In welches existenzielle Dilemma der Dichter Hein in seiner Kindheit und Jugend verstrickt war, hat er in seiner Erzählung Fluchtfährte minuziös rekonstruiert. Diese Lebenserzählung gehorcht anderen literarischen Leitprinzipien als Heins Gedichte: Nicht Aussparung, extreme Reduktion und Verschlüsselung sind hier Produktionsgesetze, sondern ein tastendes, suchendes und manchmal atemloses Rekapitulieren, das die Lebens-Einzelheiten mikroskopiert, schwankend zwischen auktorialer Erzählung und Ich-Bekenntnis.

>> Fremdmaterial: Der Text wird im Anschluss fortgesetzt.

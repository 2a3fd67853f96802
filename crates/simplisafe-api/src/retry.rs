//! Retry budget and backoff schedule for REST calls.
//!
//! The policy is a plain value: the request engine asks it how many
//! attempts it may make and how long to wait between them. Whether retries
//! are currently enabled is tracked by the client, not here.

use std::time::Duration;

use rand::Rng;

/// Exponential backoff configuration for request retries.
#[derive(Debug, Clone, PartialEq, Eq)]
pub struct RetryPolicy {
    /// Total attempts per request, including the first. Clamped to >= 1.
    pub max_attempts: u32,

    /// Delay before the first retry. Default: 1s.
    pub initial_delay: Duration,

    /// Upper bound on the backoff delay. Default: 30s.
    pub max_delay: Duration,
}

impl Default for RetryPolicy {
    fn default() -> Self {
        Self {
            max_attempts: 3,
            initial_delay: Duration::from_secs(1),
            max_delay: Duration::from_secs(30),
        }
    }
}

impl RetryPolicy {
    /// A policy that makes exactly one attempt.
    pub fn no_retries() -> Self {
        Self {
            max_attempts: 1,
            ..Self::default()
        }
    }

    /// Attempts allowed for one request, honoring the runtime toggle.
    pub fn attempts(&self, retries_enabled: bool) -> u32 {
        if retries_enabled {
            self.max_attempts.max(1)
        } else {
            1
        }
    }

    /// Delay before retry number `retry` (0-based).
    ///
    /// `delay = min(initial * 2^retry, max) * jitter`, jitter in [0.75, 1.25].
    pub fn backoff(&self, retry: u32) -> Duration {
        let capped = self.base_delay(retry);
        if capped.is_zero() {
            return capped;
        }

        let jitter_factor = rand::thread_rng().gen_range(0.75..=1.25);
        Duration::from_secs_f64(capped.as_secs_f64() * jitter_factor)
    }

    fn base_delay(&self, retry: u32) -> Duration {
        let exponent = i32::try_from(retry.min(31)).unwrap_or(31);
        let base = self.initial_delay.as_secs_f64() * 2.0_f64.powi(exponent);
        Duration::from_secs_f64(base.min(self.max_delay.as_secs_f64()))
    }
}
use thiserror::Error;

/// Top-level error type for the `simplisafe-api` crate.
///
/// Covers every failure mode across the REST engine and the event stream.
/// Decode-time anomalies (unknown event codes, unknown device types) are
/// never errors; they surface as `Unknown` values instead.
#[derive(Debug, Error)]
pub enum Error {
    // ── Authentication ──────────────────────────────────────────────
    /// Authentication or token refresh rejected by the server (401/403),
    /// or no usable credentials are left. The caller must re-authenticate.
    #[error("Invalid credentials: {message}")]
    InvalidCredentials { message: String },

    /// The account's plan does not include the requested endpoint.
    #[error("Endpoint unavailable in plan: {endpoint}")]
    EndpointUnavailable { endpoint: String },

    // ── Request engine ──────────────────────────────────────────────
    /// A request kept failing until the retry budget ran out.
    #[error("Requesting {endpoint} failed after {attempts} attempt(s): {source}")]
    RequestFailed {
        endpoint: String,
        attempts: u32,
        #[source]
        source: Box<Error>,
    },

    /// Non-2xx response from the API that is not an auth failure.
    #[error("API error (HTTP {status}): {message}")]
    Api { status: u16, message: String },

    /// An authenticated call was answered with 401/403. Consumed by the
    /// retry layer; only surfaces wrapped inside [`Error::RequestFailed`].
    #[error("Unauthorized (HTTP {status}): {message}")]
    Unauthorized { status: u16, message: String },

    // ── Transport ───────────────────────────────────────────────────
    /// HTTP transport error (connection refused, DNS failure, timeout, etc.)
    #[error("HTTP transport error: {0}")]
    Transport(#[from] reqwest::Error),

    /// URL parsing error.
    #[error("Invalid URL: {0}")]
    InvalidUrl(#[from] url::ParseError),

    // ── Event stream ────────────────────────────────────────────────
    /// The event stream could not be opened.
    #[error("Cannot connect to websocket: {0}")]
    CannotConnect(String),

    /// The server closed the event stream.
    #[error("Websocket closed (code {code}): {reason}")]
    ConnectionClosed { code: u16, reason: String },

    /// The event stream errored while listening.
    #[error("Websocket connection failed: {0}")]
    ConnectionFailed(String),

    /// A non-text or non-JSON frame arrived on the event stream.
    #[error("Invalid websocket message: {0}")]
    InvalidMessage(String),

    /// An operation needed an open event stream.
    #[error("Not connected to the websocket server")]
    NotConnected,

    // ── Data ────────────────────────────────────────────────────────
    /// JSON deserialization failed, with the raw body for debugging.
    #[error("Deserialization error: {message}")]
    Deserialization { message: String, body: String },
}

impl Error {
    /// Returns `true` for 401/403-class failures that a token refresh
    /// might resolve.
    pub fn is_auth_failure(&self) -> bool {
        matches!(self, Self::Unauthorized { .. })
    }

    /// Returns `true` if this is a transient error worth retrying.
    pub fn is_transient(&self) -> bool {
        match self {
            Self::Transport(e) => !e.is_builder() && !e.is_decode(),
            Self::Api { .. } => true,
            Self::CannotConnect(_) => true,
            _ => false,
        }
    }

    /// Returns `true` if the caller has to authenticate from scratch.
    pub fn is_invalid_credentials(&self) -> bool {
        match self {
            Self::InvalidCredentials { .. } => true,
            Self::RequestFailed { source, .. } => source.is_invalid_credentials(),
            _ => false,
        }
    }

    /// HTTP status attached to this error, if any.
    pub fn status(&self) -> Option<u16> {
        match self {
            Self::Api { status, .. } | Self::Unauthorized { status, .. } => Some(*status),
            Self::Transport(e) => e.status().map(|s| s.as_u16()),
            Self::RequestFailed { source, .. } => source.status(),
            _ => None,
        }
    }
}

"Damals war ich Sektierer", notierte Hein in dem 1972 entstandenen Gedicht Nach der Detonation, einem der wenigen Texte, in denen der Autor seine ostpreußische Kinderzeit unverschlüsselt thematisiert hat. Dass ihm dieses Sektierertum von dem chauvinistischen Übereifer seines Vaters, eines überzeugten Nationalsozialisten und hoch dekorierten Frontkämpfers, eingepflanzt worden war, erhellt das "erste Buch" von Heins Erzählung, das die Jahre 1938 bis 1944 behandelt, den Weg des Jungen von seinem elterlichen Hof in Darkehmen bis in die "Nationalpolitische Erziehungsanstalt", die "Napola" im westpreußischen Stuhm. Der Umzug der Familie vom ostpreußischen Labiau nach Darkehmen, das auf Anordnung der Arisierungspolitiker den deutschen Namen Angerapp erhalten hatte, war schon eine rein ideologisch motivierte Aktion im Rahmen der Ostland-Besiedelung gewesen. Auf Wunsch des Vaters, der sich zuvor am Königsberger Institut für Osteuropäische Wirtschaft gemeinsam mit Theodor Oberländer (der später im Adenauerdeutschland zum Vertriebenenminister aufstieg) ideologische Meriten erworten hatte, sollte aus dem 1931 geborenen Sohn ein linientreuer "Jungmann" werden, ein treu dem Führer ergebener Muster-Nazi. Der in der Eliteschule Gedrillte träumte denn auch davon, sich nach dem "Endsieg" auf einem Ostlandwehrhof im Baltikum niederzulassen und als Forstmeister in Litauen für deutsche Zucht und Ordnung zu sorgen.
Während Hitlers Welteroberungspläne nach der Invasion der Alliierten im Juni 1944 zerbröseln, setzt der Vater seine deutsche Karriere fort: zunächst als Kompanieführer vor Leningrad, dann als Offizier im besetzten Polen, schließlich als Stadtkommandant in Frankreich, wo er an der Universität Straßburg über Aspekte des Verwundetetensportwesens promoviert. Seine Wunschbiographie als heroischer Frontkämpfer und Ostlandpionier will der Vater nach dem Krieg in einem Roman fortschreiben - dem Sohn ist dabei die Rolle des gelehrigen Schülers und Lektors zugedacht.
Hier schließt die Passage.